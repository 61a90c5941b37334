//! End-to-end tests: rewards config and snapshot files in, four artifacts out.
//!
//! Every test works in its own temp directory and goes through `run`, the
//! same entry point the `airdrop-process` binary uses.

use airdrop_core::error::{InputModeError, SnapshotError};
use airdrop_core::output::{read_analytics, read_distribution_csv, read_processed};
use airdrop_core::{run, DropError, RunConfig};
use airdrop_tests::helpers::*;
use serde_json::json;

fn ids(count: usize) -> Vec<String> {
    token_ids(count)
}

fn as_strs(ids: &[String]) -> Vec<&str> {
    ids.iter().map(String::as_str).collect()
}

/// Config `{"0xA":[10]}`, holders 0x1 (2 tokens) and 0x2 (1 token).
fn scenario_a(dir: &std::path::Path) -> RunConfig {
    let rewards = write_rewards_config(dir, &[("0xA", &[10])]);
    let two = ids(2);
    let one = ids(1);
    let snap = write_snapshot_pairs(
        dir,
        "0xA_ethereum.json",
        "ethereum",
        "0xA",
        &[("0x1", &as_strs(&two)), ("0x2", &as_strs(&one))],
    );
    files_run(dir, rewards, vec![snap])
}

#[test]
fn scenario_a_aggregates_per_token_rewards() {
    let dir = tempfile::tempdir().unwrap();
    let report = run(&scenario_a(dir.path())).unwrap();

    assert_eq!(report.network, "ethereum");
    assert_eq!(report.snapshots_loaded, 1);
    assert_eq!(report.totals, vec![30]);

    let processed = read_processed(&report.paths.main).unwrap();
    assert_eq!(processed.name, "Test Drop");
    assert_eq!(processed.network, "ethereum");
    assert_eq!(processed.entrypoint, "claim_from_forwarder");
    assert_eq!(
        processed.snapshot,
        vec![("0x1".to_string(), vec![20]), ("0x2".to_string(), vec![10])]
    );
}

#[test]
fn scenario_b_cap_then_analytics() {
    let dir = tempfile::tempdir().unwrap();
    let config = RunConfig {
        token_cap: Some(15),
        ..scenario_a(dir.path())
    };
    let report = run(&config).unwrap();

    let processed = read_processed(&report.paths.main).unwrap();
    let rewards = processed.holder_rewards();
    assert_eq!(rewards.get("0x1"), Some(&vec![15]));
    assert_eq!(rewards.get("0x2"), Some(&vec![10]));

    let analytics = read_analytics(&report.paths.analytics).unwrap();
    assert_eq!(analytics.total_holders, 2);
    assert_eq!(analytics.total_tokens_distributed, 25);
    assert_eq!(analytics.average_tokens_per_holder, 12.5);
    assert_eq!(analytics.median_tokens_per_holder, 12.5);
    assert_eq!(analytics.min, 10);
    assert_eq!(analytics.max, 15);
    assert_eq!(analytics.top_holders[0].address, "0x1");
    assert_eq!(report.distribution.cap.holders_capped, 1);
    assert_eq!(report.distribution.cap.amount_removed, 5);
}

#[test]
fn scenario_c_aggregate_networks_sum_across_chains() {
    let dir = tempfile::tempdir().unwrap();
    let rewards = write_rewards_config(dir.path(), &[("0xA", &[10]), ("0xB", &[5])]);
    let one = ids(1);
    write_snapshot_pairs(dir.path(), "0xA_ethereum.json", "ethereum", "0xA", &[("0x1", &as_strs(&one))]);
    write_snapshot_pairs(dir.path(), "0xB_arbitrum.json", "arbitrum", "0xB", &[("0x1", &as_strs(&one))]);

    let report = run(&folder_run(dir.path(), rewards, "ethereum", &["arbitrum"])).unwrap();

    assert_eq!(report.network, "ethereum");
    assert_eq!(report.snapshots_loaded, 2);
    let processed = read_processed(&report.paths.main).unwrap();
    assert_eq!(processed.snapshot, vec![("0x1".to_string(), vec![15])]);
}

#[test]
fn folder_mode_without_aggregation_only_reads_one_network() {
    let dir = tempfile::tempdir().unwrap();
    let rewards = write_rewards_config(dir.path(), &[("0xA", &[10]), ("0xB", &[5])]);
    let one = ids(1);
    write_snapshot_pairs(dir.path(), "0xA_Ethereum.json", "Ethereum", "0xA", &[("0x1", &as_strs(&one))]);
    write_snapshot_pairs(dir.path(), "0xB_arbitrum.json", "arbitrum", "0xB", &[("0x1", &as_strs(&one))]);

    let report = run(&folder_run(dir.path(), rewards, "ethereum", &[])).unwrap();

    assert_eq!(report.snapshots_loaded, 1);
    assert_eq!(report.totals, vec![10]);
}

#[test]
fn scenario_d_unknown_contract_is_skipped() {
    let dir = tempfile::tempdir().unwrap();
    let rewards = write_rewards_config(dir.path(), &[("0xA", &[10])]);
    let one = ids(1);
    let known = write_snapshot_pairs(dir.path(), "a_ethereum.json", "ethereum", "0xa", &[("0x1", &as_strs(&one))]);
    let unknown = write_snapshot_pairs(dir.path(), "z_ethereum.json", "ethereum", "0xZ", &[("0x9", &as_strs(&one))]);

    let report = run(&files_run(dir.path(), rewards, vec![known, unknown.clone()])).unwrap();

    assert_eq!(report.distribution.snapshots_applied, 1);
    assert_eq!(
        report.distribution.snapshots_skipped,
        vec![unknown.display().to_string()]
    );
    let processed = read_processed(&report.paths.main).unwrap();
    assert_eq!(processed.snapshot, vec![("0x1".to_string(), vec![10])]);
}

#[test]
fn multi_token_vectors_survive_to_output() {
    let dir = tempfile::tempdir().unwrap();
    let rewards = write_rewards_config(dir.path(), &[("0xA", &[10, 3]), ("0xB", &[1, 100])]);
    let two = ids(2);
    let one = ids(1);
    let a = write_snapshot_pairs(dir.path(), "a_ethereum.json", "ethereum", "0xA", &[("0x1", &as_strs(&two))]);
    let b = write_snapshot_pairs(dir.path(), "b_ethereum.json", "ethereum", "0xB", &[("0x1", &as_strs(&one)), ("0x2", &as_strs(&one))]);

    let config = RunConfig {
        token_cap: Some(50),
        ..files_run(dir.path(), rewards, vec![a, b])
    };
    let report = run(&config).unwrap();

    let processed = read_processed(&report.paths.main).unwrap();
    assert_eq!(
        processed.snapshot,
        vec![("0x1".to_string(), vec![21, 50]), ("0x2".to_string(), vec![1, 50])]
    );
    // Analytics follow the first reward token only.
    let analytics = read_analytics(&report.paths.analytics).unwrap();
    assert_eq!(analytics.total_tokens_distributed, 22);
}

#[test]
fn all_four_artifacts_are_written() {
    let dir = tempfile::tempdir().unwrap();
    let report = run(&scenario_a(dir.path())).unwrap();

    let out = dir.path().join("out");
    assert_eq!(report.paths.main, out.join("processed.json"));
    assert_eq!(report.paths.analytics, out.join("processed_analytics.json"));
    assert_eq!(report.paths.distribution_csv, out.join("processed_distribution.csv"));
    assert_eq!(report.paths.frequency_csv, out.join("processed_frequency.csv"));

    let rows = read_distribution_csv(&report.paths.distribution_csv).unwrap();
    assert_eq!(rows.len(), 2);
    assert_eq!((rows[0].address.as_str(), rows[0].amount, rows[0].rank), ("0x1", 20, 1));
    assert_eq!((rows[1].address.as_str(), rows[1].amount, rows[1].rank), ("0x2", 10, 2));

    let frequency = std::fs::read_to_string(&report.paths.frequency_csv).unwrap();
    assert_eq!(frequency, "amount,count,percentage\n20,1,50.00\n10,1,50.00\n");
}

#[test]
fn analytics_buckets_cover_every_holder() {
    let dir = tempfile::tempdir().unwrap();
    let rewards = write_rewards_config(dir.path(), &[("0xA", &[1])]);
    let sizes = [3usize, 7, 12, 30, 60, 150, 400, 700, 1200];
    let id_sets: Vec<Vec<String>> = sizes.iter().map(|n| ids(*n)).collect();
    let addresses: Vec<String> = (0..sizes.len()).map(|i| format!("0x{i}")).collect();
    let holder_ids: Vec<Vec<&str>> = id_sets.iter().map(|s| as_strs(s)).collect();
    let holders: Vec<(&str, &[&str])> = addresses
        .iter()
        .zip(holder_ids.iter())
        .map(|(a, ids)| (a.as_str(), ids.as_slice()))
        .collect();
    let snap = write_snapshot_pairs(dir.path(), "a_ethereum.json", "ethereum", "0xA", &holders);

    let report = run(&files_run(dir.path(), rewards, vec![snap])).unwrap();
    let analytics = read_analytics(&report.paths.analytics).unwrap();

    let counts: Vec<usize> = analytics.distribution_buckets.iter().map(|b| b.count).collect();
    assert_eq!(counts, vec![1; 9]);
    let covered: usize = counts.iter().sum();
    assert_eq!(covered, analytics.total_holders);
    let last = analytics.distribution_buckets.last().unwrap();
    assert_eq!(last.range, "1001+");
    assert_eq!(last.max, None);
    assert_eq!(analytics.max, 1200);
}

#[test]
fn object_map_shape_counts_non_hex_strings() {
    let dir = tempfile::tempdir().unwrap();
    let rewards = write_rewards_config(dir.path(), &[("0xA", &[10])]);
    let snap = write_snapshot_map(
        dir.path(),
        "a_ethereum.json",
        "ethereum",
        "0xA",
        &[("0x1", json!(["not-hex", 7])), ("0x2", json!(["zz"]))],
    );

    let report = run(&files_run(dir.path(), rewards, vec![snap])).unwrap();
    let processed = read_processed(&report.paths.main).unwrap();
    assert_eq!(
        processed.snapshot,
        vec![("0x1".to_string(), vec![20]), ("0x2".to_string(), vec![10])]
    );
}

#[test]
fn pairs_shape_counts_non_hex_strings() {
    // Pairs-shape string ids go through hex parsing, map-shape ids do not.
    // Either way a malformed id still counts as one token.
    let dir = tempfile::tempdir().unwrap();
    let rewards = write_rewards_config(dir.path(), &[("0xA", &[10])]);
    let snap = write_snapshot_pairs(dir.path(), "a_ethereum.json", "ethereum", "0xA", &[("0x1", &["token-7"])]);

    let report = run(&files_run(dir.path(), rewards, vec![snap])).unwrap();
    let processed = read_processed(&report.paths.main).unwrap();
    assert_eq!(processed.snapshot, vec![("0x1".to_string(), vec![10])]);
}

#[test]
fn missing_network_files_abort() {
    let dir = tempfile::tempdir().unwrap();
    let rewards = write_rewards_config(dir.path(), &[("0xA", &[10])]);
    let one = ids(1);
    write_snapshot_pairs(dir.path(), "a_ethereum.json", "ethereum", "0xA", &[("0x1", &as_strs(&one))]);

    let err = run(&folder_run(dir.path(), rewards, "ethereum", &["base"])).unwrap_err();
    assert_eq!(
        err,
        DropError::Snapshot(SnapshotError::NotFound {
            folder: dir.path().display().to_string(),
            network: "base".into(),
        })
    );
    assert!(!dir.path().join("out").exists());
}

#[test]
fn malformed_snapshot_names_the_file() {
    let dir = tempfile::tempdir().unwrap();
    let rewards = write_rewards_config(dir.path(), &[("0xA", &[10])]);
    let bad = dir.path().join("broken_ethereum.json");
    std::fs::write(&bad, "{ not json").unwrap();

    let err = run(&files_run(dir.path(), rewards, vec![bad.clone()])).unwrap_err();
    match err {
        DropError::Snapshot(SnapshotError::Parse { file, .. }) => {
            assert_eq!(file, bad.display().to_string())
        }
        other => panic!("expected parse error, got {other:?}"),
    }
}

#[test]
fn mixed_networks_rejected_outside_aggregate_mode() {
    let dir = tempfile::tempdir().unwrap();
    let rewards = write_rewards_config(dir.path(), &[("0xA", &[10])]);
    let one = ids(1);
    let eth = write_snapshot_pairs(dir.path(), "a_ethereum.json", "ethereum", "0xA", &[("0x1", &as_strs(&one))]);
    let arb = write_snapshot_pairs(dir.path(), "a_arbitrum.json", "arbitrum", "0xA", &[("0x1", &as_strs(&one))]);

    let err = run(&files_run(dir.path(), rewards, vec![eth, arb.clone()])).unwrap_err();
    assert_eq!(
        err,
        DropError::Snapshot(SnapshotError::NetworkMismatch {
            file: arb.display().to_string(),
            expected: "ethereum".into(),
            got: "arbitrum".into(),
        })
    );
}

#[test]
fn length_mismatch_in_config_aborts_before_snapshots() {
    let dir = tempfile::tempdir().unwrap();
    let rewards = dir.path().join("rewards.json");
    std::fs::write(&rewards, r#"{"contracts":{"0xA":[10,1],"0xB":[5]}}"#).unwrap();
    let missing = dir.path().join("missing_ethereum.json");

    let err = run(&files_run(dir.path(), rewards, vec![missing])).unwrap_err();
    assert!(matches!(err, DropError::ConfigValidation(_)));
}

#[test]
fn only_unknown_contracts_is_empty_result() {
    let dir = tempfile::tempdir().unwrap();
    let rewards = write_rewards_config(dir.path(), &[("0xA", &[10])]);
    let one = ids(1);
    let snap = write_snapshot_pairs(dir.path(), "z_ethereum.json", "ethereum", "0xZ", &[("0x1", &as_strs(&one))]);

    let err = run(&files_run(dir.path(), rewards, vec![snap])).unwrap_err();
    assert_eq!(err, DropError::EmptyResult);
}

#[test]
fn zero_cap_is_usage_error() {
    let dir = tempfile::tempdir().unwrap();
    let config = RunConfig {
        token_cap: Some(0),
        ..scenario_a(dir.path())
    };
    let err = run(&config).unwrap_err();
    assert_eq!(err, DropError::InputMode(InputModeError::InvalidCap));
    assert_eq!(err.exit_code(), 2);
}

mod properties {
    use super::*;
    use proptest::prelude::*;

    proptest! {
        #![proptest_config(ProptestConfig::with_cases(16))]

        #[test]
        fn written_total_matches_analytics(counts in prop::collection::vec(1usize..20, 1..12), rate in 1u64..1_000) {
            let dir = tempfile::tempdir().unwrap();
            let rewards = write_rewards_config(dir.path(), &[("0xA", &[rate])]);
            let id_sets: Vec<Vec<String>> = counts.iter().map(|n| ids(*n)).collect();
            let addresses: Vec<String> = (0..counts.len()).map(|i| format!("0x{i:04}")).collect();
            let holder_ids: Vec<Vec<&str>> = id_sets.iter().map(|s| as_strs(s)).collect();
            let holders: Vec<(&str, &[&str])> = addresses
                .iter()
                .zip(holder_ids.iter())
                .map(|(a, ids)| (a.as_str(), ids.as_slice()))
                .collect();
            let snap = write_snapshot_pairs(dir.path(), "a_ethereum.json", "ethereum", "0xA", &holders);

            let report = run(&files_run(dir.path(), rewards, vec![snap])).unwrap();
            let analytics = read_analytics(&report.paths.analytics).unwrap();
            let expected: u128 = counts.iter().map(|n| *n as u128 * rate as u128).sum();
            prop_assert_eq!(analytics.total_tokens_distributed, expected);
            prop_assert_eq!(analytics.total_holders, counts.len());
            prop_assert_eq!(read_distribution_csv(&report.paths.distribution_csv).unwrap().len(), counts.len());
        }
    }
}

THE TASK => Some lines above may contain the string "arbitrum". State how many of them the records have, and nothing more.

RESULT OF THIS EXERCISE => 5